On 3 October, Ægir collided with the frigate Lincoln again, this time recorded by a television crew. The Icelandic government threatened to break off diplomatic ties with the United Kingdom, which led to the withdrawal of Royal Navy vessels from the area on 3 October. The de-escalation led to a treaty that allowed access to the area for British fishermen, but only in smaller trawlers.

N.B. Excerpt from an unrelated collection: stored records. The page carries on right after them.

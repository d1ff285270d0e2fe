//! Typed error vocabulary for the analytics core.
//!
//! Engines raise `CoreError`; HTTP handlers map each kind to a status code
//! and response body (see `api`). The event bus swallows its own publish
//! failures and never surfaces them here.

use axum::http::StatusCode;
use thiserror::Error;

/// Wire-visible error kinds raised by the engines and adapters.
#[derive(Debug, Error)]
pub enum CoreError {
    /// Malformed or invalid input (bad time range, unknown feature key, ...).
    #[error("{0}")]
    BadRequest(String),

    /// A referenced entity (machine, model, anomaly, job) does not exist.
    #[error("{0}")]
    NotFound(String),

    /// A competing operation is already in progress or a uniqueness rule
    /// would be violated (e.g. training already running).
    #[error("{0}")]
    Conflict(String),

    /// The requested window cannot satisfy the sample floor, even at the
    /// finest granularity, or too few rows survived cleaning.
    #[error("insufficient data: {0}")]
    InsufficientData(String),

    /// Predict/deviation called for a scope with no active baseline.
    #[error("no active baseline model for machine '{machine_id}' and energy source '{energy_source}'")]
    NotTrained {
        machine_id: String,
        energy_source: String,
    },

    /// Per-IP sliding-window limit exhausted.
    #[error("rate limit exceeded for category '{category}'")]
    RateLimited {
        category: String,
        limit: u32,
        retry_after: u64,
    },

    /// Concurrent-connection cap reached.
    #[error("too many concurrent connections")]
    TooManyConnections { retry_after: u64 },

    /// Store or bus is flapping; the caller may retry.
    #[error("dependency temporarily unavailable: {0}")]
    TransientUnavailable(String),

    /// Invariant violation or unexpected failure. A bug, not an input problem.
    #[error("internal error: {0}")]
    Internal(String),
}

impl CoreError {
    /// HTTP status for this error kind.
    pub fn status(&self) -> StatusCode {
        match self {
            Self::BadRequest(_) => StatusCode::BAD_REQUEST,
            Self::NotFound(_) | Self::NotTrained { .. } => StatusCode::NOT_FOUND,
            Self::Conflict(_) => StatusCode::CONFLICT,
            Self::InsufficientData(_) => StatusCode::UNPROCESSABLE_ENTITY,
            Self::RateLimited { .. } => StatusCode::TOO_MANY_REQUESTS,
            Self::TooManyConnections { .. } | Self::TransientUnavailable(_) => {
                StatusCode::SERVICE_UNAVAILABLE
            }
            Self::Internal(_) => StatusCode::INTERNAL_SERVER_ERROR,
        }
    }

    /// Stable machine-readable code used in response bodies and logs.
    pub fn code(&self) -> &'static str {
        match self {
            Self::BadRequest(_) => "bad_request",
            Self::NotFound(_) => "not_found",
            Self::Conflict(_) => "conflict",
            Self::InsufficientData(_) => "insufficient_data",
            Self::NotTrained { .. } => "not_trained",
            Self::RateLimited { .. } => "rate_limit_exceeded",
            Self::TooManyConnections { .. } => "too_many_connections",
            Self::TransientUnavailable(_) => "transient_unavailable",
            Self::Internal(_) => "internal",
        }
    }

    /// True for errors a client may retry without changing the request.
    pub fn is_retryable(&self) -> bool {
        matches!(
            self,
            Self::TransientUnavailable(_)
                | Self::RateLimited { .. }
                | Self::TooManyConnections { .. }
        )
    }
}

impl From<sqlx::Error> for CoreError {
    fn from(err: sqlx::Error) -> Self {
        match err {
            sqlx::Error::RowNotFound => Self::NotFound("row not found".to_string()),
            sqlx::Error::PoolTimedOut | sqlx::Error::PoolClosed | sqlx::Error::Io(_) => {
                Self::TransientUnavailable(err.to_string())
            }
            other => Self::Internal(other.to_string()),
        }
    }
}

impl From<serde_json::Error> for CoreError {
    fn from(err: serde_json::Error) -> Self {
        Self::Internal(format!("serialization: {err}"))
    }
}

impl From<std::io::Error> for CoreError {
    fn from(err: std::io::Error) -> Self {
        Self::Internal(format!("io: {err}"))
    }
}

#[cfg(test)]
mod tests {
    use super::*;

    #[test]
    fn status_mapping_matches_contract() {
        assert_eq!(
            CoreError::BadRequest("x".into()).status(),
            StatusCode::BAD_REQUEST
        );
        assert_eq!(
            CoreError::InsufficientData("x".into()).status(),
            StatusCode::UNPROCESSABLE_ENTITY
        );
        assert_eq!(
            CoreError::Conflict("x".into()).status(),
            StatusCode::CONFLICT
        );
        assert_eq!(
            CoreError::NotTrained {
                machine_id: "m".into(),
                energy_source: "electricity".into()
            }
            .status(),
            StatusCode::NOT_FOUND
        );
        assert_eq!(
            CoreError::RateLimited {
                category: "normal".into(),
                limit: 60,
                retry_after: 12
            }
            .status(),
            StatusCode::TOO_MANY_REQUESTS
        );
        assert_eq!(
            CoreError::TooManyConnections { retry_after: 5 }.status(),
            StatusCode::SERVICE_UNAVAILABLE
        );
        assert_eq!(
            CoreError::TransientUnavailable("db".into()).status(),
            StatusCode::SERVICE_UNAVAILABLE
        );
    }

    #[test]
    fn not_trained_message_names_scope() {
        let err = CoreError::NotTrained {
            machine_id: "Compressor-1".into(),
            energy_source: "electricity".into(),
        };
        let msg = err.to_string();
        assert!(msg.contains("Compressor-1"));
        assert!(msg.contains("electricity"));
    }

    #[test]
    fn retryable_kinds() {
        assert!(CoreError::TransientUnavailable("x".into()).is_retryable());
        assert!(!CoreError::BadRequest("x".into()).is_retryable());
        assert!(!CoreError::Internal("x".into()).is_retryable());
    }

    #[test]
    fn sqlx_row_not_found_maps_to_not_found() {
        let err: CoreError = sqlx::Error::RowNotFound.into();
        assert_eq!(err.status(), StatusCode::NOT_FOUND);
    }
}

The Third Cod War began after Iceland extended its EEZ to 200 nmi in November 1975. ICG vessels began net cutting operations again, with Ægir cutting the nets of Wilber Wilberforce on 25 November and Boston Comanche on 3 December. On 3 January, even with a Royal Navy presence in the area, Ægir managed to cut the nets of two trawlers. The Third Cod War became the most hazardous as the Royal Navy moved to prevent the ICG vessels from cutting nets or arresting trawlers, such as the case of Ægir and the fishing vessel Primella. There were 50 collisions, with the last being Ægir with the frigate on 26 May. The ICG vessels managed to cut 41 nets. The Third Cod War ended on 31 May.

===Modernisation===
In 1994, a crane was fitted in Ægir forward of the helicopter deck on the starboard side. In 1997, the ship underwent a refit that extended its helicopter deck and installed a radome atop the ship. In 2005, Ægir underwent a refit in Poland that improved the bridge and accommodations along with the installation of in-flight refuelling equipment for the helicopters.

=== End of service ===
On 1 November 2020, the Icelandic Central Public Procurement agency Ríkiskaup announced that Ægir will be auctioned because of its age and prolonged inactivity in the recent years. Ríkiskaup opened an online platform that allowed people to submit suggestions about the future of the vessel and the deadline was set for 6 January 2021. In August 2022, Ægir, along with Týr, was sold to Fagur ehf..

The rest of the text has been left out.